Hepatocytes are also important for drug testing. Before a drug can be tested in humans it must undergo pharmacokinetic and toxicological tests in the liver. In the past, these tests were done in animals (usually rats, mice or dogs) but we now know that there are many important differences between humans and other mammals so it is preferred to test drugs in human systems in vitro (i.e., in a petri dish) before they are given to humans. These in vitro or cell-based assays also save the lives of millions of animals that in the past had to be used for this testing. To do perform the in vitro testing, pharmaceutical companies typically buy freshly isolated human hepatocytes from organ donors who die in accidents. However, this supply of hepatocytes, like that for treating liver failure, is erratic, not well controlled and extremely expensive.
Both of these problems – a shortage of hepatocytes to treat liver disease as well as to use in pharmaco-tox testing – can be solved using human embryonic stem (ES) cell technology. ES cells are cells that have the capacity to regenerate themselves (i.e., “proliferate”) as well as to turn into any other cell type in the body under the proper conditions (i.e., “differentiate”). Hepatocytes are among the cell types that researchers have been able to derive from human ES cells, however much more work needs to be done in this area. In this proposal, we will establish an optimized protocol to differentiate human ES cells into hepatocytes. These hepatocytes can be used as a reliable, controlled source of material to treat liver disease as well as to test new drugs for treating other diseases.
Statement of Benefit to California:
California will benefit in many ways from this research. It has been estimated that it requires hundreds of millions of dollars and at least 10 years for a single new compound to reach the marketplace as a new drug. There are many hurdles that contribute to this long lag time and costly process. One of the main hurdles is toxicological testing. In order for pharmaceutical companies to develop new drugs to treat diseases they must first test them to determine whether the drug is toxic to human cells and how it will be metabolized in the human body. The current gold standard for toxicological testing are primary human hepatocytes. Pharmaceutical companies spend over $4 billion per year on drug testing using human hepatocytes. This need for human hepatocytes is greatly increasing as companies are automating the drug discovery process using high throughput screens done by robots. Between that automation and the human genome sequence that is now available, the number of new drug candidates is increasingly exponentially. That means that the need for human hepatocytes to test these drugs on before they can be tried in humans is also increasing greatly.
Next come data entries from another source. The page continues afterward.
use alloc::{string::String, vec::Vec};

use super::instantiate::InstantiateErrorKind;

#[derive(thiserror::Error, Debug)]
pub enum ResolveErrorKind {
    #[error("Key `{key}` not registered")]
    NotRegistered { key: &'static str },
    #[error("Circular dependency detected: {}", .path.join(" -> "))]
    CircularDependency { path: Vec<&'static str> },
    #[error("Key `{key}` is explicit-only, but no explicit instance found from scope `{scope}` up to the root")]
    NoExplicitInstance { key: &'static str, scope: String },
    #[error("Scope `{scope}` is disposed")]
    UseAfterDispose { scope: String },
    #[error("Incorrect type for key `{key}`. Actual: {actual}, expected: {expected}")]
    IncorrectType {
        key: &'static str,
        expected: &'static str,
        actual: &'static str,
    },
    #[error("Field `{field}` isn't declared for `{owner}`")]
    UndeclaredField { owner: &'static str, field: &'static str },
    #[error(transparent)]
    Instantiate(InstantiateErrorKind),
}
The problem is that the supply of human hepatocytes is very limited and is not well controlled since it must rely on organ donors who typically die in accidents. There are several companies that sell human hepatocytes for drug testing, and research, but none of these major companies are based in California. This proposal aims to develop a viable, renewable source of human hepatocytes using embryonic stem cells. Companies will then buy their hepatocytes from California, bringing large amounts of revenue into the state.